Alexei Tsvetkov, Russian-language émigré poet, translator, and essayist, was born in Ivano-Frankivsk (formerly Stanislaviv), Ukraine, grew up in Zaporizhzhia and briefly studied chemistry at the Odesa University, then history (1965–1968) and journalism (1971–1974) at the Moscow State University. Together with Sergey Gandlevsky, Bakhyt Kenjeev, and Alexander Soprovsky he founded the unofficial group of poets Moscow Time. In 1975 he was arrested and deported from Moscow and in the same year emigrated to the United States. He edited the emigre newspaper Russkaya Zhizn (San Francisco, 1976–77). Then he entered the University of Michigan graduate school and in 1983 was awarded a PhD degree. Tsvetkov taught Russian language and literature at Dickinson College, Pennsylvania, then worked as an international broadcaster at the Voice of America radio station. From 1989 until 2007 he worked in the same capacity at the Radio Free Europe/Radio Liberty, first in Munich, later in Prague. For many years Tsvetkov lived and worked as a freelance writer based in New York City. In 2018 he made aliyah and lived in Bat Yam, Israel.

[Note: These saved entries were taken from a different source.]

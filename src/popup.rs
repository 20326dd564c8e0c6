// src/popup.rs
use crate::glossary_data::{LessonContext, TermEntry};

/// Gap between the popup and the selection, and between the popup and the
/// viewport edges.
pub const POPUP_PADDING: f64 = 10.0;

/// A rectangle in viewport coordinates, as returned by `getBoundingClientRect`.
#[derive(Debug, Clone, Copy, PartialEq)]
pub struct Rect {
    pub left: f64,
    pub top: f64,
    pub width: f64,
    pub height: f64,
}

#[derive(Debug, Clone, Copy, PartialEq)]
pub struct Size {
    pub width: f64,
    pub height: f64,
}

/// Scroll offsets and visible size of the document.
#[derive(Debug, Clone, Copy, PartialEq, Default)]
pub struct Viewport {
    pub scroll_x: f64,
    pub scroll_y: f64,
    pub width: f64,
    pub height: f64,
}

/// A point in document coordinates.
#[derive(Debug, Clone, Copy, PartialEq, Default)]
pub struct Point {
    pub left: f64,
    pub top: f64,
}

/// Text shown in the popup's three regions. The default is the hidden state.
#[derive(Debug, Clone, PartialEq, Default)]
pub struct PopupContent {
    pub term: String,
    pub meta: String,
    pub body: String,
}

impl Rect {
    pub fn new(left: f64, top: f64, width: f64, height: f64) -> Self {
        Self {
            left,
            top,
            width,
            height,
        }
    }

    pub fn bottom(&self) -> f64 {
        self.top + self.height
    }

    /// Collapsed selections report a zero-sized rectangle.
    pub fn is_degenerate(&self) -> bool {
        self.width == 0.0 && self.height == 0.0
    }
}

impl PopupContent {
    pub fn render(entry: &TermEntry, context: &LessonContext) -> Self {
        Self {
            term: entry.display_term.clone(),
            meta: context.meta_line(),
            body: entry.meaning.clone(),
        }
    }
}

/// First-pass location: just below the selection, left-aligned with it.
pub fn default_origin(anchor: &Rect, viewport: &Viewport) -> Point {
    Point {
        left: anchor.left + viewport.scroll_x,
        top: anchor.bottom() + viewport.scroll_y + POPUP_PADDING,
    }
}

/// Final location once the popup's rendered size is known.
///
/// Shifts left to avoid overflowing the right edge, flips above the
/// selection to avoid overflowing the bottom edge, then clamps to the padded
/// top-left corner of the visible area.
pub fn position(anchor: &Rect, popup: Size, viewport: &Viewport) -> Point {
    let Point { mut left, mut top } = default_origin(anchor, viewport);

    let right_limit = viewport.scroll_x + viewport.width - POPUP_PADDING;
    if left + popup.width > right_limit {
        left = right_limit - popup.width;
    }

    let bottom_limit = viewport.scroll_y + viewport.height - POPUP_PADDING;
    if top + popup.height > bottom_limit {
        top = anchor.top + viewport.scroll_y - popup.height - POPUP_PADDING;
    }

    Point {
        left: left.max(viewport.scroll_x + POPUP_PADDING),
        top: top.max(viewport.scroll_y + POPUP_PADDING),
    }
}

#[cfg(test)]
mod tests {
    use super::*;

    fn viewport() -> Viewport {
        Viewport {
            scroll_x: 0.0,
            scroll_y: 0.0,
            width: 1000.0,
            height: 800.0,
        }
    }

    const POPUP: Size = Size {
        width: 300.0,
        height: 150.0,
    };

    #[test]
    fn test_default_below_selection() {
        let anchor = Rect::new(100.0, 200.0, 80.0, 20.0);
        let point = position(&anchor, POPUP, &viewport());
        assert_eq!(point, Point { left: 100.0, top: 230.0 });
        assert_eq!(point, default_origin(&anchor, &viewport()));
    }

    #[test]
    fn test_scroll_offsets_move_into_document_space() {
        let anchor = Rect::new(100.0, 200.0, 80.0, 20.0);
        let vp = Viewport {
            scroll_x: 50.0,
            scroll_y: 1200.0,
            ..viewport()
        };
        let point = position(&anchor, POPUP, &vp);
        assert_eq!(point, Point { left: 150.0, top: 1430.0 });
    }

    #[test]
    fn test_shifts_left_at_right_edge() {
        let anchor = Rect::new(900.0, 200.0, 60.0, 20.0);
        let point = position(&anchor, POPUP, &viewport());
        assert_eq!(point.left, 1000.0 - 300.0 - 10.0);
        assert_eq!(point.top, 230.0);
    }

    #[test]
    fn test_flips_above_at_bottom_edge() {
        let anchor = Rect::new(100.0, 700.0, 80.0, 20.0);
        let point = position(&anchor, POPUP, &viewport());
        assert_eq!(point.top, 700.0 - 150.0 - 10.0);
        assert!(point.top + POPUP.height < anchor.top);
        assert_eq!(point.left, 100.0);
    }

    #[test]
    fn test_clamps_to_padded_origin() {
        // Too tall to fit either way; flipping goes above the page top.
        let anchor = Rect::new(2.0, 50.0, 10.0, 20.0);
        let tall = Size {
            width: 1200.0,
            height: 900.0,
        };
        let vp = Viewport {
            scroll_y: 40.0,
            ..viewport()
        };
        let point = position(&anchor, tall, &vp);
        assert_eq!(point, Point { left: 10.0, top: 50.0 });
    }

    #[test]
    fn test_degenerate_rect() {
        assert!(Rect::new(10.0, 10.0, 0.0, 0.0).is_degenerate());
        assert!(!Rect::new(10.0, 10.0, 0.0, 18.0).is_degenerate());
    }

    #[test]
    fn test_render_content() {
        let ctx = LessonContext::from_parts(Some("Biology"), Some("Plants"), Some("L1")).unwrap();
        let entry = TermEntry::new("Photosynthesis", "Light into sugar".to_string());
        let content = PopupContent::render(&entry, &ctx);
        assert_eq!(content.term, "Photosynthesis");
        assert_eq!(content.meta, "Biology • Plants • L1");
        assert_eq!(content.body, "Light into sugar");
        assert_eq!(PopupContent::default().term, "");
    }
}
// src/error.rs
use thiserror::Error;

/// Why the glossary has nothing to show. Causes are logged, never shown to
/// the reader; every variant means "no popup".
#[derive(Debug, Clone, PartialEq, Eq, Error)]
pub enum Unavailable {
    #[error("course, module or lesson missing from page context")]
    MissingContext,
    #[error("glossary request failed: {0}")]
    Transport(String),
    #[error("glossary request returned HTTP {0}")]
    Status(u16),
    #[error("glossary document is not valid JSON: {0}")]
    Parse(String),
    #[error("course {0:?} not found in glossary")]
    MissingCourse(String),
    #[error("module {0:?} not found in glossary")]
    MissingModule(String),
    #[error("lesson {0:?} not found in glossary")]
    MissingLesson(String),
    #[error("lesson defines no terms")]
    NoTerms,
}

pub type GlossaryResult<T> = std::result::Result<T, Unavailable>;

#[cfg(test)]
mod tests {
    use super::*;

    #[test]
    fn test_messages_name_the_cause() {
        assert_eq!(
            Unavailable::Status(404).to_string(),
            "glossary request returned HTTP 404"
        );
        assert_eq!(
            Unavailable::MissingLesson("L9".to_string()).to_string(),
            "lesson \"L9\" not found in glossary"
        );
    }
}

Alexei Tsvetkov died in Wolfson Hospital in Holon, Israel on 12 May 2022. He was interred in Yarkon Cemetery on 13 May.

==Creative output==

In the late 80s he stopped writing poetry and turned to prose. The unfinished novel Just a Voice, an autobiography of a fictitious Roman soldier (only the adolescence is covered) reflects Tsvetkov's idea of the Roman civilization as one of the summits in the history of the humanity. Alexei Tsvetkov has been considered one of the finest poets of his generation by such critics as A. Skvortsov, A. Lehrman, G. Smith, A. Zorin and poets Andrey Voznesensky, Sergey Gandlevsky, and Mikhail Aizenberg.

In 2004, after a 17-year break, Tsvetkov turned back to poetry and within a year and a half prepared a new book of poetry.
Alexei Tsvetkov also wrote and published poetry and essays in English.
In 2007 he was awarded Andrei Bely Prize for poetry.

==Published works==

- Sbornik p'es dlia zhizni solo (Collection of Pieces for Life Solo), Ann Arbor: Ardis, 1978.
- Sostoianie sna (Dream State), Ann Arbor: Ardis, 1981.
- Edem (Eden), Ann Arbor: Ardis, 1985.
- Stikhotvoreniia (Poems), St. Petersburg: Pushkinskii fond, 1996.
- Divno molvit'. Sobranie stikhotvorenii (Wonderful to Utter), St. Petersburg: Pushkinskii fond, 2001.
- Prosto golos (Just a Voice), Nezavisimaya Gazeta, Moscow, 2002.
- Bestiarii (Bestiary), Ekaterinburg: Evdokiia, 2004.
- Shekspir otdykhaet (Shakespeare at Rest), St. Petersburg: Pushkinskii fond, 2006.
- Imena liubvi (Names of Love), Moscow: Novoe izdatel'stvo, 2007.
- Edem i drugoe (Eden, and More), Moscow: OGI, 2007.
- Atlanticheskii dnevnik (The Atlantic Diary), Moscow: Novoe izdatel'stvo, 2007.
- Rovnyi veter (The Even Wind), Moscow: Novoe izdatel'stvo, 2008.
- Skazka na noch (Bedtime Story), Moscow: Novoe izdatel'stvo, 2010.
- Detektor smysla (Sense Detector), Moscow: ARGO-RISK; Knizhnoe obozrenie, 2010.
- Poslednii Kontinent (The Last Continent), Kharkiv: Folio, 2012.

== Other sources ==

- Lowe, David. Russian Writings Since 1953. A Critical History. Ungar, NY, 1987.
- Панн, Л. Нескучный сад. – Hermitage Publishers, 1998.
- Смит, Дж. Взгляд извне. Статьи о русской поэзии и поэтике. М.: Языки славянской культуры, 2002.